Wherever the string "RemoveScrap" turns up in the data, copy the whole line.

### Exercise materials
Segment Open
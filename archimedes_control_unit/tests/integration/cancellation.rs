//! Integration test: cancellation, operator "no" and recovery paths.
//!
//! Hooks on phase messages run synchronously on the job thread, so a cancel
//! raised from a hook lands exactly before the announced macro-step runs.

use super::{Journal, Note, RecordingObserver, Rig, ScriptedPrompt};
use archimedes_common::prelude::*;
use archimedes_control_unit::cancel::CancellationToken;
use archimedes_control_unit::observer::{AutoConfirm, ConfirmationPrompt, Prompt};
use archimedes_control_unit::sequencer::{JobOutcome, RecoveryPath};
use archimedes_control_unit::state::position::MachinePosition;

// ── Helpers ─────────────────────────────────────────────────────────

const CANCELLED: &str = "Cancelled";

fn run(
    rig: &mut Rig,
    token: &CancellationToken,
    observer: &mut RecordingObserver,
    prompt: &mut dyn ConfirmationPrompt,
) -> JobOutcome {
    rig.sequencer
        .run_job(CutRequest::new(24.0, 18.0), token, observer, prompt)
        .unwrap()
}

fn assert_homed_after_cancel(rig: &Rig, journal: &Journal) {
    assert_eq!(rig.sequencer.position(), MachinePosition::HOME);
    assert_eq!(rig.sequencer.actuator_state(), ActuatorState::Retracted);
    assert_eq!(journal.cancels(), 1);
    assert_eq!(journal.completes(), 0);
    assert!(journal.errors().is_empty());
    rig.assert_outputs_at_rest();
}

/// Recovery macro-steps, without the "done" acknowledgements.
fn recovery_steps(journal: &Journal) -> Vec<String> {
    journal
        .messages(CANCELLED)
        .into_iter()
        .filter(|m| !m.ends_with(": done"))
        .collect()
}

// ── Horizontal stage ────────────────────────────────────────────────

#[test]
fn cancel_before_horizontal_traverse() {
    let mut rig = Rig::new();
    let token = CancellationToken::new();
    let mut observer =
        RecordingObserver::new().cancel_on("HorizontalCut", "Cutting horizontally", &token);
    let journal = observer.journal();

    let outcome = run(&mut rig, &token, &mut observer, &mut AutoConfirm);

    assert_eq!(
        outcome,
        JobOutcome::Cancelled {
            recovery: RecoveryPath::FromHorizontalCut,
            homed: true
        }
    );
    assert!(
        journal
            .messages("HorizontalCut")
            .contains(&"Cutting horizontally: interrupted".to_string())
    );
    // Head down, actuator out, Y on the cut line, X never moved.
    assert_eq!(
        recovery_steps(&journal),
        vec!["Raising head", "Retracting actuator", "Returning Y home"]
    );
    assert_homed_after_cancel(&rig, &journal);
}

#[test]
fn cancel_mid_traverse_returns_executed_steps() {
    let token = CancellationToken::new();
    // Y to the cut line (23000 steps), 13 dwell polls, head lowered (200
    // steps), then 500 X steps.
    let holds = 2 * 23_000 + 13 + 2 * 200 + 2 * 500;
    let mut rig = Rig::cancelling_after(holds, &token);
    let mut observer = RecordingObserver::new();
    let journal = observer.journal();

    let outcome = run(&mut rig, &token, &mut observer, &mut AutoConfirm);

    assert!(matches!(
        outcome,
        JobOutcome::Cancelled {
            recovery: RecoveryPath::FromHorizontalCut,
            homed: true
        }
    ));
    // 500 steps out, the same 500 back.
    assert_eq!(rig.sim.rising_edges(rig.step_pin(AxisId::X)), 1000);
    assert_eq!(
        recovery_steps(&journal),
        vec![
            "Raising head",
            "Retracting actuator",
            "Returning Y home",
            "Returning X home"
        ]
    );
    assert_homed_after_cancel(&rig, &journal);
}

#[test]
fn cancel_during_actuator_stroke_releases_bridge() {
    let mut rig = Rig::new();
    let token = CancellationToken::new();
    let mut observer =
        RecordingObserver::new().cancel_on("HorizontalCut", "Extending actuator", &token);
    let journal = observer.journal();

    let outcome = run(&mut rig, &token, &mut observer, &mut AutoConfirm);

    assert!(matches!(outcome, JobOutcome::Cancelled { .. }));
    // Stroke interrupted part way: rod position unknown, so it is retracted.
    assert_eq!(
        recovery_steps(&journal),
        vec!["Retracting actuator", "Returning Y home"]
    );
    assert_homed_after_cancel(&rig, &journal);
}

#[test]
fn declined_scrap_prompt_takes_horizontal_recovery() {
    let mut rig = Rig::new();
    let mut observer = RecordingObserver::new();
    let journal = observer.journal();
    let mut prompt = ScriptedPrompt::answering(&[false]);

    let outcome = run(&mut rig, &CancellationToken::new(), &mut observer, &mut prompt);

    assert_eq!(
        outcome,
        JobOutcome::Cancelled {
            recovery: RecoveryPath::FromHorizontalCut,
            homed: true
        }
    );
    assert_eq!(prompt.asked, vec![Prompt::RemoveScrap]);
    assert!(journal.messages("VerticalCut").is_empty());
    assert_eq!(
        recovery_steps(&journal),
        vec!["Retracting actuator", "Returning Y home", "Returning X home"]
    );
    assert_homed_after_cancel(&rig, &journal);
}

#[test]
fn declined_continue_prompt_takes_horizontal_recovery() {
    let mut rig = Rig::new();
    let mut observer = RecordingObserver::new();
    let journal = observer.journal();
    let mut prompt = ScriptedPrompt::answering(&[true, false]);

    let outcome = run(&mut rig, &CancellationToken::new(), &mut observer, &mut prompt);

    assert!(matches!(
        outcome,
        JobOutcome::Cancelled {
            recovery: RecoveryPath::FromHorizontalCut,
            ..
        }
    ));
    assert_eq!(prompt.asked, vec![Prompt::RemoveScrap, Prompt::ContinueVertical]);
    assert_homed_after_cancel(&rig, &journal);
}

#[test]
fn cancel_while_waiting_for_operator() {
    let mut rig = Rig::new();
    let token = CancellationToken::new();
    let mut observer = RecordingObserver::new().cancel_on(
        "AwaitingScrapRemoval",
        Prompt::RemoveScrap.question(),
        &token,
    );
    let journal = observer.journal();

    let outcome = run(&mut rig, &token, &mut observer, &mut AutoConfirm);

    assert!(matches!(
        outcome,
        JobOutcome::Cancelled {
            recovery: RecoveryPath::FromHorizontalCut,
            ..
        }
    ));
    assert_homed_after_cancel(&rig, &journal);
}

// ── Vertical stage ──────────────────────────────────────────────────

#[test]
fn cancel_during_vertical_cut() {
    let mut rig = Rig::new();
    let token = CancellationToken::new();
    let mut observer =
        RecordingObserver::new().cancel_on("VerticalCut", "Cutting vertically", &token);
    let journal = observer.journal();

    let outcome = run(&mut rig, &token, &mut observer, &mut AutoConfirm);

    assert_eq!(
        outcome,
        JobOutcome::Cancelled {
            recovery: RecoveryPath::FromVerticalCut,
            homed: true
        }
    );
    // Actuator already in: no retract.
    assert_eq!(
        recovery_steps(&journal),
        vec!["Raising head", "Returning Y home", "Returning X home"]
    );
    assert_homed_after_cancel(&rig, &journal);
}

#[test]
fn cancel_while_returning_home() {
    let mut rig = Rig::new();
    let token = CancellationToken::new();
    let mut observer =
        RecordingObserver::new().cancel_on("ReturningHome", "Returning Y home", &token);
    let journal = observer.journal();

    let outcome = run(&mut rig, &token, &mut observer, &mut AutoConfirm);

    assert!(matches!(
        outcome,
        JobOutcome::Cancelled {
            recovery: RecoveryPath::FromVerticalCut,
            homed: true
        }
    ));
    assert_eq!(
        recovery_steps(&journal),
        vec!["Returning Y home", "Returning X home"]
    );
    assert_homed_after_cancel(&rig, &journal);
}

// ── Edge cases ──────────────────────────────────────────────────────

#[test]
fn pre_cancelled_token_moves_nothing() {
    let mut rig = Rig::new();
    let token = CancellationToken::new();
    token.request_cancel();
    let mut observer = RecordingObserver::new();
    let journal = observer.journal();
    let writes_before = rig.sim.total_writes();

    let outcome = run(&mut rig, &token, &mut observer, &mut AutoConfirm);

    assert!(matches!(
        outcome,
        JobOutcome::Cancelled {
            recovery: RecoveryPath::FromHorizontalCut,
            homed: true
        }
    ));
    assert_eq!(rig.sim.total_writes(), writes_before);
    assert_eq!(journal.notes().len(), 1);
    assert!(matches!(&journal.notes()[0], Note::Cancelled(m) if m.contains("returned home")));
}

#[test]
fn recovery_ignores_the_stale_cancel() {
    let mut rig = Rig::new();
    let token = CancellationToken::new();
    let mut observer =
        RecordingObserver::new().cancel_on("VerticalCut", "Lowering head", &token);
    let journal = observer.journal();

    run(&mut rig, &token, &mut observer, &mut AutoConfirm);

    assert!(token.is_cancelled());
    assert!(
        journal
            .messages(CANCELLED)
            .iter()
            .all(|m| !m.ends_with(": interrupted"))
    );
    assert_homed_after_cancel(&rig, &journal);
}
Segment Closed
### Finished exercise
    assert_eq!(prompt.asked, vec![Prompt::RemoveScrap]);
    assert_eq!(prompt.asked, vec![Prompt::RemoveScrap, Prompt::ContinueVertical]);
        Prompt::RemoveScrap.question(),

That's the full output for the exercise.